The general body shape, therefore, is best described as stout. The species also displays a striking pattern of coloring. The coats of these wonders typically present a uniformly steel-gray shade on the back and sides. The underside, though, shows a distinctive yellowish tinge.
On rare occasions, however, individuals of the Baikal Seal present spotted coats. As many creatures, its appearance also varies with the aging process. In their case, this aspect of its physiology slowly changes to a brownish shade. By contrast, new pups have white, silky fur!
- Kingdom: Animalia
- Phylum: Chordata
- Class: Mammalia
- Order: Carnivora
- Family: Phocidae
- Genus: Pusa
- Species: P. sibirica
Baikal Seal Distribution, Habitat, and Ecology
The marvelous Baikal Seal makes its home in an extremely remote region of the globe. It’s not one that’s known for its abundance of mammalian life, however. That’s due to the surprising fact that this particular variety of pinniped lives in the region of Siberia, in Asia.
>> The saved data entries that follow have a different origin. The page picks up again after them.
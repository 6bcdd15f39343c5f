use glam::Vec3;

use crate::noise_field::{NoiseField, SimplexField};
use crate::params::SimulationParams;
use crate::state::{StateStore, Texel};

/// Elapsed time is slowed down before it enters the noise field.
pub const TIME_SCALE: f32 = 0.2;

/// Spatial scale of the noise that gates where the flow field acts.
pub const GATE_NOISE_SCALE: f32 = 0.2;

/// Flow directions shorter than this are treated as "no flow".
const DIRECTION_EPSILON: f32 = 1.0e-6;

/// Per-texel flow-field update rule.
///
/// For a texel at position `p` with seed `b` and age `a`:
///
/// - `a >= 1`: the particle respawns on `b` and its age wraps to `fract(a)`.
/// - otherwise, with influence `w`, strength `s` and clamped delta `dt`:
///   `v = s * (g * d + (1 - w) * (b - p))`, `p' = p + v * dt`,
///   `a' = a + dt * decay_rate`, where `d` is the normalized noise direction at
///   `p * frequency` and `g` is a noise gate in `[0, 1]` evaluated at the seed
///   (`0` whenever `w == 0`).
///
/// The rule is a pure function of its inputs and the noise field. It never
/// fails; parameters are sanitized before use.
#[derive(Debug, Clone)]
pub struct FlowFieldIntegrator<N = SimplexField> {
    noise: N,
}

impl Default for FlowFieldIntegrator {
    fn default() -> Self {
        Self::new(SimplexField::default())
    }
}

impl<N: NoiseField> FlowFieldIntegrator<N> {
    pub fn new(noise: N) -> Self {
        Self { noise }
    }

    /// Computes the next state of one texel.
    pub fn integrate(&self, current: &Texel, base: &Texel, params: &SimulationParams) -> Texel {
        self.advect(current, base, &params.sanitized())
    }

    /// Advances every texel of `store` by one step.
    pub fn step(&self, store: &mut StateStore, params: &SimulationParams) {
        let params = params.sanitized();
        store.step(|current, base| self.advect(current, base, &params));
    }

    /// `params` must already be sanitized.
    fn advect(&self, current: &Texel, base: &Texel, params: &SimulationParams) -> Texel {
        if current.aux >= 1.0 {
            return Texel::new(base.position, current.aux.fract());
        }

        let dt = params.delta_time;
        let influence = params.flow_field_influence;
        let time = params.elapsed_time * TIME_SCALE;

        let gate = if influence <= 0.0 {
            0.0
        } else {
            let n = self.sample(base.position * GATE_NOISE_SCALE, time + 1.0);
            smoothstep((0.5 - influence) * 2.0, 1.0, n)
        };

        let direction = if gate > 0.0 {
            self.direction(current.position * params.flow_field_frequency, time)
        } else {
            Vec3::ZERO
        };

        let pull = (base.position - current.position) * (1.0 - influence);
        let velocity = (direction * gate + pull) * params.flow_field_strength;

        Texel::new(
            current.position + velocity * dt,
            current.aux + dt * params.decay_rate,
        )
    }

    /// Unit flow direction, or zero where the field vanishes.
    fn direction(&self, p: Vec3, time: f32) -> Vec3 {
        let raw = Vec3::new(
            self.sample(p, time),
            self.sample(p + Vec3::splat(1.0), time),
            self.sample(p + Vec3::splat(2.0), time),
        );
        let len = raw.length();
        if len.is_finite() && len > DIRECTION_EPSILON {
            raw / len
        } else {
            Vec3::ZERO
        }
    }

    #[inline]
    fn sample(&self, p: Vec3, time: f32) -> f32 {
        self.noise
            .sample([p.x as f64, p.y as f64, p.z as f64, time as f64]) as f32
    }
}

/// Hermite step between `edge0` and `edge1`.
///
/// A degenerate range (`edge0 >= edge1`) acts as a hard step at `edge1`.
pub fn smoothstep(edge0: f32, edge1: f32, x: f32) -> f32 {
    if edge0 >= edge1 {
        return if x >= edge1 { 1.0 } else { 0.0 };
    }
    let t = ((x - edge0) / (edge1 - edge0)).clamp(0.0, 1.0);
    t * t * (3.0 - 2.0 * t)
}

#[cfg(test)]
mod tests {
    use super::*;
    use crate::grid::GridMapping;
    use crate::params::MAX_DELTA_TIME;
    use crate::state::AuxInit;

    fn simplex() -> FlowFieldIntegrator {
        FlowFieldIntegrator::default()
    }

    fn ring(n: usize) -> Vec<Vec3> {
        (0..n)
            .map(|i| {
                let a = i as f32 / n as f32 * std::f32::consts::TAU;
                Vec3::new(a.cos() * 3.0, a.sin() * 3.0, (a * 2.0).sin())
            })
            .collect()
    }

    fn store(seeds: &[Vec3]) -> StateStore {
        StateStore::initialize(GridMapping::new(seeds.len()).unwrap(), seeds, AuxInit::Zero)
            .unwrap()
    }

    fn params(influence: f32, dt: f32) -> SimulationParams {
        SimulationParams {
            delta_time: dt,
            elapsed_time: 1.0,
            flow_field_influence: influence,
            flow_field_strength: 2.0,
            flow_field_frequency: 0.5,
            decay_rate: 0.0,
        }
    }

    fn max_distance(s: &StateStore) -> f32 {
        let g = s.grid();
        (0..g.count())
            .map(|i| {
                let c = g.linear(g.coord(i).unwrap());
                s.current_surface()[c].position.distance(s.base_surface()[c].position)
            })
            .fold(0.0, f32::max)
    }

    // ── smoothstep ────────────────────────────────────────────────────────

    #[test]
    fn smoothstep_edges() {
        assert_eq!(smoothstep(0.0, 1.0, -1.0), 0.0);
        assert_eq!(smoothstep(0.0, 1.0, 2.0), 1.0);
        assert_eq!(smoothstep(0.0, 1.0, 0.5), 0.5);
    }

    #[test]
    fn degenerate_smoothstep_is_a_step() {
        assert_eq!(smoothstep(1.0, 1.0, 0.99), 0.0);
        assert_eq!(smoothstep(1.0, 1.0, 1.0), 1.0);
    }

    // ── scenarios ─────────────────────────────────────────────────────────

    #[test]
    fn zero_delta_time_does_not_move() {
        let mut s = store(&[Vec3::ZERO; 4]);
        simplex().step(&mut s, &params(1.0, 0.0));
        assert_eq!(s.current_surface(), s.base_surface());
    }

    #[test]
    fn zero_influence_pins_particles_to_seed() {
        let seeds = ring(50);
        let mut s = store(&seeds);
        let integrator = simplex();
        for frame in 0..200 {
            let mut p = params(0.0, 1.0 / 60.0);
            p.elapsed_time = frame as f32 / 60.0;
            p.decay_rate = 0.3;
            integrator.step(&mut s, &p);
        }
        for (i, seed) in seeds.iter().enumerate() {
            assert_eq!(s.particle(i).unwrap().position, *seed);
        }
    }

    #[test]
    fn oversized_delta_time_matches_clamped() {
        let seeds = ring(16);
        let integrator = simplex();

        let mut raw = store(&seeds);
        integrator.step(&mut raw, &params(0.8, 10.0));

        let mut clamped = store(&seeds);
        integrator.step(&mut clamped, &params(0.8, MAX_DELTA_TIME));

        assert_eq!(raw.current_surface(), clamped.current_surface());
        assert!(max_distance(&raw) > 0.0, "flow field should move something");
    }

    #[test]
    fn negative_delta_time_is_treated_as_zero() {
        let seeds = ring(9);
        let mut s = store(&seeds);
        simplex().step(&mut s, &params(1.0, -0.25));
        assert_eq!(s.current_surface(), s.base_surface());
    }

    // ── properties ────────────────────────────────────────────────────────

    #[test]
    fn runs_are_deterministic() {
        let seeds = ring(37);
        let run = || {
            let mut s = store(&seeds);
            let integrator = FlowFieldIntegrator::new(SimplexField::new(3));
            for frame in 0..120 {
                let mut p = params(0.6, 1.0 / 60.0);
                p.elapsed_time = frame as f32 / 60.0;
                integrator.step(&mut s, &p);
            }
            s.current_surface().to_vec()
        };
        assert_eq!(run(), run());
    }

    #[test]
    fn drift_stays_bounded_below_full_influence() {
        let seeds = ring(64);
        let mut s = store(&seeds);
        let integrator = simplex();
        let influence = 0.75;
        for frame in 0..3000 {
            let mut p = params(influence, 1.0 / 30.0);
            p.flow_field_strength = 10.0;
            p.elapsed_time = frame as f32 / 30.0;
            integrator.step(&mut s, &p);
        }
        let bound = 1.0 / (1.0 - influence) + 1.0e-3;
        assert!(max_distance(&s) <= bound, "drift {} > {bound}", max_distance(&s));
    }

    #[test]
    fn constant_field_converges_to_equilibrium() {
        // A uniform field pushes along +x,+y,+z; the pull balances it at
        // distance g / (1 - w) from the seed, with g = 1 here.
        let integrator = FlowFieldIntegrator::new(|_p: [f64; 4]| 1.0);
        let mut s = store(&[Vec3::ZERO]);
        for _ in 0..2000 {
            integrator.step(&mut s, &params(0.5, 1.0 / 30.0));
        }
        let pos = s.particle(0).unwrap().position;
        assert!((pos.length() - 2.0).abs() < 1.0e-3, "got {pos:?}");
        assert!((pos.x - pos.y).abs() < 1.0e-6 && (pos.y - pos.z).abs() < 1.0e-6);
    }

    // ── lifetime ──────────────────────────────────────────────────────────

    #[test]
    fn age_advances_with_decay_rate() {
        let integrator = FlowFieldIntegrator::new(|_p: [f64; 4]| 0.0);
        let mut p = params(0.5, 0.02);
        p.decay_rate = 0.5;
        let next = integrator.integrate(&Texel::new(Vec3::ONE, 0.25), &Texel::default(), &p);
        assert!((next.aux - 0.26).abs() < 1.0e-6);
    }

    #[test]
    fn expired_particle_respawns_on_seed() {
        let integrator = simplex();
        let base = Texel::new(Vec3::new(1.0, 2.0, 3.0), 0.1);
        let current = Texel::new(Vec3::new(9.0, 9.0, 9.0), 1.25);
        let next = integrator.integrate(&current, &base, &params(0.5, 0.016));
        assert_eq!(next.position, base.position);
        assert_eq!(next.aux, 0.25);
    }

    #[test]
    fn vanishing_field_leaves_only_pull() {
        let integrator = FlowFieldIntegrator::new(|_p: [f64; 4]| 0.0);
        let base = Texel::new(Vec3::ZERO, 0.0);
        let current = Texel::new(Vec3::new(1.0, 0.0, 0.0), 0.0);
        // Zero noise on the gate: smoothstep(0, 1, 0) = 0 at w = 0.5.
        let next = integrator.integrate(&current, &base, &params(0.5, 0.025));
        // v = 2 * 0.5 * (0 - 1) = -1 along x; dt = 0.025.
        assert!((next.position.x - 0.975).abs() < 1.0e-6);
        assert_eq!(next.position.y, 0.0);
    }
}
Even there, though, it only resides in one, location, itself unique. As its name suggests, the intriguing seal lives only in and around the waters of Lake Baikal. How the animal came to live in this completely landlocked region, however, still remains a complete mystery.
Various theories to explain the enigma do exist, of course. One thoery postulates that their ancestors may have strayed up rivers, exploring, only to be trapped somehow. Others suggest that this body of freshwater had a link to the ocean at some point in the distant past.
Like its many relatives, this variety of eared seal evolved as a powerful predator. Unlike them, though, the species feeds on a highly limited variety of prey, due to the situation. Its main prey consists of a species of fish found only in this one lake, known as the golomyanka.
The Baikal Seal lives a primarily solitary life. Individuals also tend to migrate from one part of the enormous lake to another, depending on the season and other factors. In general, though, its numbers remain most concentrated in the northern parts of the enormous lake.
Though large groups do occasionally form, these typically remains short-lived. After mating, females typically deliver one pup, though multiple births do occur. Females generally raise the young alone, until it matures. Males tend to remain under the ice throughout the winter.